Source material below:

use std::fmt;

use indexmap::IndexMap;

#[derive(Debug, PartialEq, Eq, Clone, Default)]
pub struct ByteVec(pub Box<[u8]>);

#[derive(Debug, PartialEq, Eq, Clone, Default)]
pub struct Name(pub String);

impl From<&str> for Name {
    fn from(value: &str) -> Self {
        Name(value.to_string())
    }
}

/// Number types. These are the only value types in the 1.0 binary format.
#[derive(Debug, PartialEq, Eq, Hash, Clone, Copy)]
#[repr(u8)]
pub enum ValType {
    I32 = 0x7f,
    I64 = 0x7e,
    F32 = 0x7d,
    F64 = 0x7c,
}

impl ValType {
    pub const ALL: [ValType; 4] = [ValType::I32, ValType::I64, ValType::F32, ValType::F64];

    pub fn from_byte(byte: u8) -> Option<Self> {
        Some(match byte {
            0x7f => ValType::I32,
            0x7e => ValType::I64,
            0x7d => ValType::F32,
            0x7c => ValType::F64,
            _ => return None,
        })
    }

    pub fn as_byte(self) -> u8 {
        self as u8
    }
}

impl fmt::Display for ValType {
    fn fmt(&self, f: &mut fmt::Formatter<'_>) -> fmt::Result {
        f.write_str(match self {
            ValType::I32 => "i32",
            ValType::I64 => "i64",
            ValType::F32 => "f32",
            ValType::F64 => "f64",
        })
    }
}

/// Table element types. Only `funcref` exists in the 1.0 binary format.
#[derive(Debug, PartialEq, Eq, Clone, Copy, Default)]
#[repr(u8)]
pub enum RefType {
    #[default]
    FuncRef = 0x70,
}

impl RefType {
    pub fn as_byte(self) -> u8 {
        self as u8
    }
}

/// A function signature: parameters then results.
///
/// The 1.0 format allows at most one result. That rule belongs to validation,
/// so nothing here stops a caller from building a multi-result `Type`.
#[derive(Debug, PartialEq, Eq, Clone, Default)]
pub struct Type {
    pub params: Box<[ValType]>,
    pub results: Box<[ValType]>,
}

impl Type {
    pub fn new(
        params: impl IntoIterator<Item = ValType>,
        results: impl IntoIterator<Item = ValType>,
    ) -> Self {
        Self {
            params: params.into_iter().collect(),
            results: results.into_iter().collect(),
        }
    }
}

#[derive(Debug, PartialEq, Eq, Clone, Copy, Default)]
pub struct Limits {
    pub min: u32,
    pub max: Option<u32>,
}

impl Limits {
    pub fn new(min: u32, max: Option<u32>) -> Self {
        Self { min, max }
    }
}

/// Size of one page of linear memory, in bytes.
pub const PAGE_SIZE: u32 = 65536;

/// The largest number of pages a 32-bit memory may declare: `MAX_PAGES *
/// PAGE_SIZE` is 4GiB.
pub const MAX_PAGES: u32 = 65536;

#[derive(Debug, PartialEq, Eq, Clone, Copy, Default)]
pub struct MemType(pub Limits);

#[derive(Debug, PartialEq, Eq, Clone, Copy, Default)]
pub struct TableType(pub RefType, pub Limits);

#[derive(Debug, PartialEq, Eq, Clone, Copy)]
pub enum Mutability {
    Const,
    Variable,
}

#[derive(Debug, PartialEq, Eq, Clone, Copy)]
pub struct GlobalType(pub ValType, pub Mutability);

impl GlobalType {
    pub fn is_mutable(&self) -> bool {
        matches!(self.1, Mutability::Variable)
    }
}

/// An already-encoded constant or function-body expression, including its
/// trailing `end` opcode.
#[derive(Debug, PartialEq, Eq, Clone, Default)]
pub struct Expr(pub Box<[u8]>);

#[derive(Debug, PartialEq, Eq, Hash, Clone, Copy)]
pub struct TypeIdx(pub u32);

#[derive(Debug, PartialEq, Eq, Hash, Clone, Copy)]
pub struct FuncIdx(pub u32);

#[derive(Debug, PartialEq, Eq, Hash, Clone, Copy)]
pub struct TableIdx(pub u32);

#[derive(Debug, PartialEq, Eq, Hash, Clone, Copy)]
pub struct MemIdx(pub u32);

#[derive(Debug, PartialEq, Eq, Hash, Clone, Copy)]
pub struct GlobalIdx(pub u32);

#[derive(Debug, PartialEq, Eq, Clone)]
pub struct Import {
    pub module: Name,
    pub name: Name,
    pub desc: ImportDesc,
}

#[derive(Debug, PartialEq, Eq, Clone, Copy)]
pub enum ImportDesc {
    Func(TypeIdx),
    Table(TableType),
    Mem(MemType),
    Global(GlobalType),
}

#[derive(Debug, PartialEq, Eq, Clone)]
pub struct Global(pub GlobalType, pub Expr);

#[derive(Debug, PartialEq, Eq, Clone)]
pub struct Export {
    pub name: Name,
    pub desc: ExportDesc,
}

#[derive(Debug, PartialEq, Eq, Clone, Copy)]
pub enum ExportDesc {
    Func(FuncIdx),
    Table(TableIdx),
    Mem(MemIdx),
    Global(GlobalIdx),
}

/// An active element segment: `init` is written into `table` at `offset`.
#[derive(Debug, PartialEq, Eq, Clone)]
pub struct Elem {
    pub table: TableIdx,
    pub offset: Expr,
    pub init: Vec<FuncIdx>,
}

#[derive(Debug, PartialEq, Eq, Clone, Copy)]
pub struct Local(pub u32, pub ValType);

#[derive(Debug, PartialEq, Eq, Clone)]
pub struct Code {
    pub locals: Box<[Local]>,
    pub body: Expr,
}

/// An active data segment: `init` is copied into `memory` at `offset`.
#[derive(Debug, PartialEq, Eq, Clone)]
pub struct Data {
    pub memory: MemIdx,
    pub offset: Expr,
    pub init: ByteVec,
}

/// Section identifiers, in the order the binary format requires them.
#[derive(Debug, PartialEq, Eq, Hash, Clone, Copy, PartialOrd, Ord)]
#[repr(u8)]
pub enum SectionId {
    Custom = 0,
    Type = 1,
    Import = 2,
    Function = 3,
    Table = 4,
    Memory = 5,
    Global = 6,
    Export = 7,
    Start = 8,
    Element = 9,
    Code = 10,
    Data = 11,
}

impl SectionId {
    pub fn as_byte(self) -> u8 {
        self as u8
    }
}

impl fmt::Display for SectionId {
    fn fmt(&self, f: &mut fmt::Formatter<'_>) -> fmt::Result {
        f.write_str(match self {
            SectionId::Custom => "custom",
            SectionId::Type => "type",
            SectionId::Import => "import",
            SectionId::Function => "function",
            SectionId::Table => "table",
            SectionId::Memory => "memory",
            SectionId::Global => "global",
            SectionId::Export => "export",
            SectionId::Start => "start",
            SectionId::Element => "element",
            SectionId::Code => "code",
            SectionId::Data => "data",
        })
    }
}

/// Names keyed by index, kept in ascending index order on encode.
#[derive(Debug, PartialEq, Eq, Clone, Default)]
pub struct NameMap(pub Vec<(u32, Name)>);

impl NameMap {
    pub fn new() -> Self {
        Default::default()
    }

    pub fn append(&mut self, idx: u32, name: impl Into<String>) -> &mut Self {
        self.0.push((idx, Name(name.into())));
        self
    }

    pub fn is_empty(&self) -> bool {
        self.0.is_empty()
    }
}

/// A two-level name map, e.g. local names grouped by function index.
#[derive(Debug, PartialEq, Eq, Clone, Default)]
pub struct IndirectNameMap(pub Vec<(u32, NameMap)>);

impl IndirectNameMap {
    pub fn new() -> Self {
        Default::default()
    }

    pub fn append(&mut self, idx: u32, names: NameMap) -> &mut Self {
        self.0.push((idx, names));
        self
    }

    pub fn is_empty(&self) -> bool {
        self.0.is_empty()
    }
}

/// The debug `name` custom section.
#[derive(Debug, PartialEq, Eq, Clone, Default)]
pub struct NameSection {
    pub module_name: Option<Name>,
    pub function_names: NameMap,
    pub local_names: IndirectNameMap,
}

/// A module as handed to the encoder. All fields are public; the encoder only
/// reads them.
#[derive(Debug, PartialEq, Eq, Clone, Default)]
pub struct Module {
    pub custom_sections: IndexMap<String, Box<[u8]>>,
    pub type_section: Vec<Type>,
    pub import_section: Vec<Import>,
    pub function_section: Vec<TypeIdx>,
    pub table_section: Vec<TableType>,
    pub memory_section: Vec<MemType>,
    pub global_section: Vec<Global>,
    pub export_section: Vec<Export>,
    pub start_section: Option<FuncIdx>,
    pub element_section: Vec<Elem>,
    pub code_section: Vec<Code>,
    pub data_section: Vec<Data>,
    pub name_section: Option<NameSection>,
}

impl Module {
    pub fn new() -> Self {
        Default::default()
    }

    /// Returns whether the given non-custom section carries any content.
    pub fn has_section(&self, id: SectionId) -> bool {
        match id {
            SectionId::Custom => !self.custom_sections.is_empty() || self.name_section.is_some(),
            SectionId::Type => !self.type_section.is_empty(),
            SectionId::Import => !self.import_section.is_empty(),
            SectionId::Function => !self.function_section.is_empty(),
            SectionId::Table => !self.table_section.is_empty(),
            SectionId::Memory => !self.memory_section.is_empty(),
            SectionId::Global => !self.global_section.is_empty(),
            SectionId::Export => !self.export_section.is_empty(),
            SectionId::Start => self.start_section.is_some(),
            SectionId::Element => !self.element_section.is_empty(),
            SectionId::Code => !self.code_section.is_empty(),
            SectionId::Data => !self.data_section.is_empty(),
        }
    }
}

End of Source material.

Task to complete: All lines with the word "value" must be located in the data and copied.

Written answer:
    fn from(value: &str) -> Self {
        Name(value.to_string())
/// Number types. These are the only value types in the 1.0 binary format.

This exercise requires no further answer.